Blogged by @cakedupdrippedout

New Orleans is mourning the death of one of bounce music’s most iconic figures, “Josephine Johnny” Watson.

The hip-hop pioneer learned he had colon cancer in 2015. On Friday, December 31st, he passed away in his Houston, Texas home after suffering a fatal blood clot. He was just 45-years-old.

Growing up, Johnny attended McDonogh 36 Elementary and Booker T. Washington Senior High. After high school, he began making cassette tapes with his mixes and showcased his talents at local open-mic nights. During a 1998 party, Johnny rapped what came to be known as “They Want Josephine Johnny” on the spot, causing the crowd to go wild. DJ Jubilee, another beloved figure in the New Orleans music community, taped Johnny’s performance and mixed the record, skyrocketing it to a local staple at gatherings and nightclubs. By 2000, Johnny signed a deal with Jam Tight Records, an independent label in Baton Rouge, and dropped the album, “Trouble Will Find You,” which contained his next big song, “Workin’ Wit’ Sumthin.'”

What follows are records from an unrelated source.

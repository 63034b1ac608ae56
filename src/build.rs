//! Build pipeline
//!
//! Drives one compilation end to end: emit `<out>.ll`, optimize it with
//! `opt -O3` into `<out>-opt.ll`, link with `clang++` into the final binary,
//! then clean up the intermediates unless the user asked to keep them.

use crate::compiler::codegen::generate::Codegen;
use crate::compiler::compiler_messages::compiler_errors::CompileError;
use crate::compiler::compiler_messages::compiler_warnings::CompilerWarning;
use crate::settings::{Settings, REQUIRED_TOOLS};
use crate::{return_file_error, return_toolchain_error, timer_log};
use colour::grey_ln;
use std::path::Path;
use std::process::Command;
use std::time::Instant;
use std::fs;

/// Compiles `program` to textual IR without touching the external toolchain.
/// This is the whole compiler as a library call; the CLI and the tests both
/// go through here.
pub fn compile_to_ir(program: &str) -> Result<(String, Vec<CompilerWarning>), CompileError> {
    let (module, warnings) = Codegen::compile(program)?;
    Ok((module.to_string(), warnings))
}

/// Full pipeline: IR emission, optimization, native linking, cleanup.
pub fn build_program(
    program: &str,
    settings: &Settings,
) -> Result<Vec<CompilerWarning>, CompileError> {
    check_required_tools()?;

    let _timer = Instant::now();

    let (ir, warnings) = compile_to_ir(program)?;

    timer_log!(_timer, "IR generated in: ");

    let ll_file = format!("{}.ll", settings.output_base);
    let opt_ll_file = format!("{}-opt.ll", settings.output_base);
    let bin_file = settings.output_base.clone();

    if let Err(e) = fs::write(&ll_file, &ir) {
        return_file_error!("Cannot write IR to \"{}\": {}", ll_file, e);
    }

    grey_ln!("Optimizing code...");
    run_tool(
        "opt",
        &[&ll_file, "-O3", "-S", "-o", &opt_ll_file],
        "Code optimization failed",
    )?;

    if !file_exists_nonempty(&opt_ll_file) {
        return_toolchain_error!("Optimized IR code not created");
    }

    grey_ln!("Compiling optimized code...");
    run_tool(
        "clang++",
        &["-O3", &opt_ll_file, "-o", &bin_file],
        "Binary compilation failed",
    )?;

    if !file_exists_nonempty(&bin_file) {
        return_toolchain_error!("Binary file \"{}\" not created", bin_file);
    }

    if settings.keep_temp_files {
        grey_ln!("IR code saved: {ll_file}");
    } else {
        cleanup_temp_files(settings);
    }

    Ok(warnings)
}

fn check_required_tools() -> Result<(), CompileError> {
    for tool in REQUIRED_TOOLS {
        if !is_tool_available(tool) {
            return_toolchain_error!(
                "Required utility \"{}\" not found. Please install it.",
                tool
            );
        }
    }
    Ok(())
}

fn is_tool_available(tool: &str) -> bool {
    let probe = if cfg!(windows) {
        Command::new("where").arg(tool).output()
    } else {
        Command::new("sh")
            .args(["-c", &format!("command -v {tool}")])
            .output()
    };

    matches!(probe, Ok(output) if output.status.success())
}

fn run_tool(tool: &str, args: &[&str], failure_msg: &str) -> Result<(), CompileError> {
    let output = match Command::new(tool).args(args).output() {
        Ok(output) => output,
        Err(e) => return_toolchain_error!("{}: could not run {}: {}", failure_msg, tool, e),
    };

    if !output.status.success() {
        let stderr = String::from_utf8_lossy(&output.stderr);
        return_toolchain_error!("{}:\n{}", failure_msg, stderr.trim_end());
    }

    Ok(())
}

fn file_exists_nonempty(path: &str) -> bool {
    fs::metadata(Path::new(path)).map(|m| m.len() > 0).unwrap_or(false)
}

fn cleanup_temp_files(settings: &Settings) {
    for suffix in [".ll", "-opt.ll"] {
        let path = format!("{}{}", settings.output_base, suffix);
        if Path::new(&path).exists() && fs::remove_file(&path).is_err() {
            grey_ln!("Could not remove file \"{path}\"");
        }
    }
}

Johnny was also famous for his “shake-a-leg dance” that swept the city in the 90s.

Johnny would demonstrate the moves on stage during his performances as an excited crowd was eager to jig right along with him.

“Now, walk like a model. Now show ’em how to wobble. Shake a leg with it, shake a leg with it. Do the Johnny in the air,” Johnny would rap time and time again in nightclubs across the region.

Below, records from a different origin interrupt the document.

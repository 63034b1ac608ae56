//! Conditionals and loops
//!
//! Every handler here follows the same discipline: build the block skeleton
//! up front, generate each arm with the insertion point parked inside it,
//! and only fall through to a merge block when the arm didn't already
//! terminate itself (a `break` or `continue` inside the arm leaves its last
//! block terminated). Values that survive to the merge point are joined with
//! a φ whose incoming list matches the real predecessors.

use crate::compiler::codegen::environment::{Scope, ScopeRef};
use crate::compiler::codegen::generate::{Codegen, LoopFrame};
use crate::compiler::compiler_messages::compiler_errors::CompileError;
use crate::compiler::ir::nodes::{Inst, Terminator, Value};
use crate::compiler::ir::types::IrType;
use crate::compiler::parsers::ast_nodes::AstNode;
use crate::{codegen_log, return_rule_error, return_syntax_error, return_type_error};

impl Codegen {
    /// `(check COND THEN ELSE)`: exactly two arms, merged with a φ when
    /// both reach the join point.
    pub(crate) fn gen_check(
        &mut self,
        items: &[AstNode],
        env: &ScopeRef,
    ) -> Result<Value, CompileError> {
        if items.len() != 4 {
            return_syntax_error!("check requires a condition, a then-branch and an else-branch");
        }

        let cond = self.gen(&items[1], env)?;
        let cond = self.to_condition(cond)?;

        let then_block = self.new_block("then");
        let else_block = self.new_block("else");
        let end_block = self.new_block("ifend");

        self.terminate(Terminator::CondBr {
            cond,
            then_label: self.block_label(then_block),
            else_label: self.block_label(else_block),
        });

        self.set_insert(then_block);
        let then_value = self.gen(&items[2], env)?;
        let then_reaches = !self.is_terminated();
        let then_end = self.insert_index();
        let then_end_label = self.insert_label();
        if then_reaches {
            self.branch_to(end_block);
        }

        self.set_insert(else_block);
        let else_value = self.gen(&items[3], env)?;
        let else_reaches = !self.is_terminated();
        let else_end = self.insert_index();
        let else_end_label = self.insert_label();
        if else_reaches {
            self.branch_to(end_block);
        }

        self.set_insert(end_block);

        match (then_reaches, else_reaches) {
            (true, true) => self.merge_branch_values(
                vec![
                    (then_value, then_end_label, then_end),
                    (else_value, else_end_label, else_end),
                ],
                "check",
            ),
            (true, false) => Ok(then_value),
            (false, true) => Ok(else_value),
            (false, false) => Ok(Value::zero_i64()),
        }
    }

    /// Joins the surviving branch values of a conditional with a φ in the
    /// current (merge) block. Numeric arms of different widths are widened
    /// to a common type first, with the casts landing in the predecessor
    /// blocks; any mismatch beyond the widening rules is fatal.
    fn merge_branch_values(
        &mut self,
        arms: Vec<(Value, String, usize)>,
        form: &str,
    ) -> Result<Value, CompileError> {
        let first_ty = arms[0].0.ty();

        let all_equal = arms.iter().all(|(value, _, _)| value.ty() == first_ty);

        let common = if all_equal {
            first_ty
        } else if arms.iter().all(|(value, _, _)| value.ty().is_numeric()) {
            if arms.iter().any(|(value, _, _)| value.ty() == IrType::F64) {
                IrType::F64
            } else {
                let bits = arms
                    .iter()
                    .filter_map(|(value, _, _)| value.ty().int_bits())
                    .max()
                    .unwrap_or(64);
                IrType::int_with_bits(bits)
            }
        } else {
            return_type_error!("{}: all branches must produce the same type", form);
        };

        if common == IrType::Void {
            return Ok(Value::zero_i64());
        }

        let mut incoming = Vec::with_capacity(arms.len());
        for (value, label, block) in arms {
            let widened = self.widen_in_block(block, value, &common);
            incoming.push((widened, label));
        }

        let result = self.new_reg();
        self.push_inst(Inst::Phi {
            result,
            ty: common.clone(),
            incoming,
        });

        Ok(Value::Reg {
            ty: common,
            id: result,
        })
    }

    /// `(if C1 B1 [C2 B2 ...] [elif Ck Bk ...] [else B])`: a chain of
    /// conditional branches falling through candidate to candidate. With an
    /// `else` present every surviving arm value is φ-merged; without one the
    /// form produces zero.
    pub(crate) fn gen_if(
        &mut self,
        items: &[AstNode],
        env: &ScopeRef,
    ) -> Result<Value, CompileError> {
        codegen_log!("if chain with {} items", items.len());

        if items.len() < 3 {
            return_syntax_error!("if requires a condition and a block");
        }

        let merge_block = self.new_block("if.end");
        let mut branch_values: Vec<(Value, String, usize)> = Vec::new();

        let mut i = 1;

        // Leading condition/block pairs
        while i < items.len() {
            if items[i].is_symbol("elif") || items[i].is_symbol("else") {
                break;
            }

            if i + 1 >= items.len() {
                return_syntax_error!("if: missing block for condition");
            }

            let cond = self.gen(&items[i], env)?;
            let cond = self.to_condition(cond)?;

            let then_block = self.new_block("if.then");
            let next_block = self.new_block("if.next");

            self.terminate(Terminator::CondBr {
                cond,
                then_label: self.block_label(then_block),
                else_label: self.block_label(next_block),
            });

            self.set_insert(then_block);
            let value = self.gen(&items[i + 1], env)?;
            if !self.is_terminated() {
                branch_values.push((value, self.insert_label(), self.insert_index()));
                self.branch_to(merge_block);
            }

            self.set_insert(next_block);
            i += 2;
        }

        // elif chain and the final else
        let mut has_else = false;
        while i < items.len() {
            if items[i].is_symbol("elif") {
                if i + 2 >= items.len() {
                    return_syntax_error!("elif requires a condition and a block");
                }

                let cond = self.gen(&items[i + 1], env)?;
                let cond = self.to_condition(cond)?;

                let elif_block = self.new_block("elif.then");
                let next_block = self.new_block("elif.next");

                self.terminate(Terminator::CondBr {
                    cond,
                    then_label: self.block_label(elif_block),
                    else_label: self.block_label(next_block),
                });

                self.set_insert(elif_block);
                let value = self.gen(&items[i + 2], env)?;
                if !self.is_terminated() {
                    branch_values.push((value, self.insert_label(), self.insert_index()));
                    self.branch_to(merge_block);
                }

                self.set_insert(next_block);
                i += 3;
            } else if items[i].is_symbol("else") {
                if i + 1 >= items.len() {
                    return_syntax_error!("else requires a block");
                }

                // The else body compiles straight into the fall-through block
                let value = self.gen(&items[i + 1], env)?;
                if !self.is_terminated() {
                    branch_values.push((value, self.insert_label(), self.insert_index()));
                    self.branch_to(merge_block);
                }

                has_else = true;
                break;
            } else {
                return_syntax_error!("expected elif or else after if conditions");
            }
        }

        // Without an else the last fall-through block joins the merge empty-handed
        if !has_else && !self.is_terminated() {
            self.branch_to(merge_block);
        }

        self.set_insert(merge_block);

        if !has_else {
            return Ok(Value::zero_i64());
        }

        match branch_values.len() {
            0 => Ok(Value::zero_i64()),
            1 => Ok(branch_values
                .pop()
                .map(|(value, _, _)| value)
                .unwrap_or(Value::zero_i64())),
            _ => self.merge_branch_values(branch_values, "if"),
        }
    }

    /// `(loop E...)`: the body falls through to itself until a `break`.
    pub(crate) fn gen_infinite_loop(
        &mut self,
        items: &[AstNode],
        env: &ScopeRef,
    ) -> Result<Value, CompileError> {
        codegen_log!("loop");

        let body_block = self.new_block("loop.body");
        let exit_block = self.new_block("loop.exit");

        self.branch_to(body_block);
        self.set_insert(body_block);

        self.loop_stack.push(LoopFrame {
            break_to: exit_block,
            continue_to: body_block,
        });

        for child in &items[1..] {
            self.gen(child, env)?;
        }

        if !self.is_terminated() {
            self.branch_to(body_block);
        }

        self.loop_stack.pop();
        self.set_insert(exit_block);

        Ok(Value::zero_i64())
    }

    /// `(while COND BODY)`: pre-test loop: cond, body, continue, break.
    pub(crate) fn gen_while(
        &mut self,
        items: &[AstNode],
        env: &ScopeRef,
    ) -> Result<Value, CompileError> {
        codegen_log!("while loop");

        if items.len() != 3 {
            return_syntax_error!("while requires a condition and a body");
        }

        let cond_block = self.new_block("while.cond");
        let body_block = self.new_block("while.body");
        let continue_block = self.new_block("while.continue");
        let break_block = self.new_block("while.break");

        self.loop_stack.push(LoopFrame {
            break_to: break_block,
            continue_to: continue_block,
        });

        self.branch_to(cond_block);

        self.set_insert(cond_block);
        let cond = self.gen(&items[1], env)?;
        let cond = self.to_condition(cond)?;
        self.terminate(Terminator::CondBr {
            cond,
            then_label: self.block_label(body_block),
            else_label: self.block_label(break_block),
        });

        self.set_insert(body_block);
        self.gen(&items[2], env)?;
        if !self.is_terminated() {
            self.branch_to(continue_block);
        }

        self.set_insert(continue_block);
        self.branch_to(cond_block);

        self.loop_stack.pop();
        self.set_insert(break_block);

        Ok(Value::zero_i64())
    }

    /// `(for INIT COND STEP BODY)`: the init binds in a child scope so the
    /// induction variable stays local to the loop.
    pub(crate) fn gen_for(
        &mut self,
        items: &[AstNode],
        env: &ScopeRef,
    ) -> Result<Value, CompileError> {
        codegen_log!("for loop");

        if items.len() != 5 {
            return_syntax_error!("for requires an init, a condition, a step and a body");
        }

        let for_env = Scope::make_child(env);

        self.gen(&items[1], &for_env)?;

        let cond_block = self.new_block("for.cond");
        let body_block = self.new_block("for.body");
        let step_block = self.new_block("for.step");
        let break_block = self.new_block("for.break");

        self.loop_stack.push(LoopFrame {
            break_to: break_block,
            continue_to: step_block,
        });

        self.branch_to(cond_block);

        self.set_insert(cond_block);
        let cond = self.gen(&items[2], &for_env)?;
        let cond = self.to_condition(cond)?;
        self.terminate(Terminator::CondBr {
            cond,
            then_label: self.block_label(body_block),
            else_label: self.block_label(break_block),
        });

        self.set_insert(body_block);
        self.gen(&items[4], &for_env)?;
        if !self.is_terminated() {
            self.branch_to(step_block);
        }

        self.set_insert(step_block);
        self.gen(&items[3], &for_env)?;
        if !self.is_terminated() {
            self.branch_to(cond_block);
        }

        self.loop_stack.pop();
        self.set_insert(break_block);

        Ok(Value::zero_i64())
    }

    /// `(break)` branches to the innermost loop's exit and opens a fresh
    /// unreachable block so trailing source code keeps a valid insertion
    /// point.
    pub(crate) fn gen_break(&mut self, items: &[AstNode]) -> Result<Value, CompileError> {
        if items.len() != 1 {
            return_syntax_error!("break takes no arguments");
        }

        let target = match self.loop_stack.last() {
            Some(frame) => frame.break_to,
            None => return_rule_error!("break outside of loop"),
        };

        self.branch_to(target);

        let after = self.new_block("after_break");
        self.set_insert(after);

        Ok(Value::zero_i64())
    }

    /// `(continue)`: same shape as `break`, branching to the loop's
    /// continue target.
    pub(crate) fn gen_continue(&mut self, items: &[AstNode]) -> Result<Value, CompileError> {
        if items.len() != 1 {
            return_syntax_error!("continue takes no arguments");
        }

        let target = match self.loop_stack.last() {
            Some(frame) => frame.continue_to,
            None => return_rule_error!("continue outside of loop"),
        };

        self.branch_to(target);

        let after = self.new_block("after_continue");
        self.set_insert(after);

        Ok(Value::zero_i64())
    }
}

Johnny’s dance moves were so infectious that world-renowned superstar Beyoncé Knowles-Carter performed it during a performance of her record “Crazy In Love” alongside her husband, Jay-Z. NFL pro’s with the New Orleans Saints, including Joe Horn and Reggie Wayne, have famously put their own spin on Johnny’s moves when scoring a touchdown.

“For guys who were too cool to dance, Johnny made it too cool for them not to dance,” his niece shared.

While Johnny was steeped in bounce culture, his records stood out for the peculiar vocal intonations he used. In a sense, his style could be compared to rap MC Doug E Fresh, who also possessed the ability to create unique sound blends with his voice that could not be imitated.

Despite a successful music career, Johnny had his fair share of troubles, including incarcerations and even a bout with homelessness. Nevertheless, the people of New Orleans never turned their backs on him nor his music, which has carried the city through some of its most difficult times.

“I took bits and pieces of him, put it into my beat machine, mixed it down, and it just went viral. We were still jamming to it at Katrina time in 2005,” said DJ Money Fresh.

Following the devastating news, fans and loved ones hosted a balloon release at Josephine and Liberty streets to commemorate the life of the man behind other popular singles “Classic” and “Shorty In That Thong.”

A GoFundMe account has been established to help cover funeral costs for the beloved performer.